This is not something a good TV critic likes to admit, but I made liberal use of the fast-forward button watching last night’s special Octomom: The Incredible Unseen Footage. I have an excuse, in that I had a Top Chef writeup to do, but also enough of the show was devoted to Suleman’s unhinged 911 calls that I could blessedly speed through and read the captions.
This creepy, dispiriting special was the perfect show to watch on DVR, actually. If you recorded it, you may want to zip through and simply watch the commercials.

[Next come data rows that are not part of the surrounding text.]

//! Human-readable sizes and transfer rates for progress lines.
//!
//! Sizes use binary prefixes (divisor 1024) and two decimals. A value moves to
//! the next unit once it reaches 1024 of the current one, so exactly 1024
//! bytes is `1.00 KB`.

use std::time::Duration;

const SIZE_SUFFIXES: [&str; 6] = ["B", "KB", "MB", "GB", "TB", "PB"];

/// Formats a byte count, e.g. `5242880.0` → `"5.00 MB"`.
pub fn format_size(bytes: f64) -> String {
    let mut size = if bytes.is_finite() && bytes > 0.0 { bytes } else { 0.0 };
    let mut index = 0;
    while size >= 1024.0 && index < SIZE_SUFFIXES.len() - 1 {
        size /= 1024.0;
        index += 1;
    }
    format!("{:.2} {}", size, SIZE_SUFFIXES[index])
}

/// Byte count and wall-clock time of one finished transfer.
#[derive(Debug, Clone, Copy, PartialEq)]
pub struct TransferStats {
    pub bytes: u64,
    pub elapsed: Duration,
}

impl TransferStats {
    /// Average rate in bytes per second (0 if elapsed is 0).
    pub fn bytes_per_sec(&self) -> f64 {
        let secs = self.elapsed.as_secs_f64();
        if secs <= 0.0 {
            return 0.0;
        }
        self.bytes as f64 / secs
    }

    /// Rate formatted like a size with a `/s` suffix, e.g. `"1.50 MB/s"`.
    pub fn rate_string(&self) -> String {
        format!("{}/s", format_size(self.bytes_per_sec()))
    }
}

#[cfg(test)]
mod tests {
    use super::*;

    #[test]
    fn bytes_below_one_kib() {
        assert_eq!(format_size(0.0), "0.00 B");
        assert_eq!(format_size(1.0), "1.00 B");
        assert_eq!(format_size(1023.0), "1023.00 B");
    }

    #[test]
    fn exactly_1024_rolls_over() {
        assert_eq!(format_size(1024.0), "1.00 KB");
        assert_eq!(format_size(1024.0 * 1024.0), "1.00 MB");
    }

    #[test]
    fn kib_range_and_rounding() {
        assert_eq!(format_size(1536.0), "1.50 KB");
        assert_eq!(format_size(1024.0 * 1024.0 - 1.0), "1024.00 KB");
        assert_eq!(format_size(5_242_880.0), "5.00 MB");
    }

    #[test]
    fn caps_at_petabytes() {
        let pib = 1024f64.powi(5);
        assert_eq!(format_size(pib), "1.00 PB");
        assert_eq!(format_size(pib * 2048.0), "2048.00 PB");
    }

    #[test]
    fn negative_and_nan_format_as_zero() {
        assert_eq!(format_size(-5.0), "0.00 B");
        assert_eq!(format_size(f64::NAN), "0.00 B");
    }

    #[test]
    fn rate_from_stats() {
        let stats = TransferStats {
            bytes: 3 * 1024 * 1024,
            elapsed: Duration::from_secs(2),
        };
        assert!((stats.bytes_per_sec() - 1_572_864.0).abs() < 1e-6);
        assert_eq!(stats.rate_string(), "1.50 MB/s");
    }

    #[test]
    fn zero_elapsed_has_zero_rate() {
        let stats = TransferStats {
            bytes: 100,
            elapsed: Duration::ZERO,
        };
        assert_eq!(stats.bytes_per_sec(), 0.0);
    }
}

If there was any hope that the show, mainly using access Nadya Suleman granted to Radar Online, would show her as a misunderstood, sympathetic figure, it quickly vanished. Pitiable, yes. In need of help, probably. But sympathetic, no. I don’t want to join in the pile-on of judgment on her decision to bear eight in vitro children on top of the six she already implanted had as a single mom—at this point the judgment pretty much takes care of itself, and Fox’s special only added to the evidence. But whether touring the cameras around her house or berating her mother, she only came across self-deluded, rationalizing her choices, driven by some childhood-compensation needs and a vague, unsubstantiated faith in the future, that something—fame? her undefined career plans?—would make everything all right in the end.
Suleman seems to know at some level that she’s messed up–her life and possibly her kids’–but she kept returning to the theme that there was no point in dwelling on it. “I can’t regret it now, because I love them,” she said. “They’re here.” And: “I’ve moved past my [makes air quotes] ‘mistake.’ … I’m just going to keep moving forward.” The kids are a fait accompli. No point playing the blame game. Actually, this seems to be one case where the blame game is worth playing, if only for the sake of the 14 kids drifitng in and out of the frame—if accepting blame, or anything, could shock Suleman out of her self-deceptive haze.
I do have to give the special credit for being upfront about how ghastly and exploitative the filming (and thus the watching) of Suleman’s experience was. The entire two hours hyped the climactic Never! Before Seen footage, arranged by Suleman, of her delivering the octuplets in the hospital. The raw video unreeled interminably, as the nurses announced each baby’s arrival—”Baby A,” “Baby B,” all the way through “Baby H”—and the camerawoman argued testily with the medical personnel trying to shoo her out of the room.
It was the beginning of life as the bloody assembly line for media product, the eight babies being handed off one by one in an ugly and hostile spectacle. This isn’t how anybody should have to come into the world, or live in it. For the sake of Babies A through H, and their six siblings, let’s hope this is the end of the incredible unseen footage.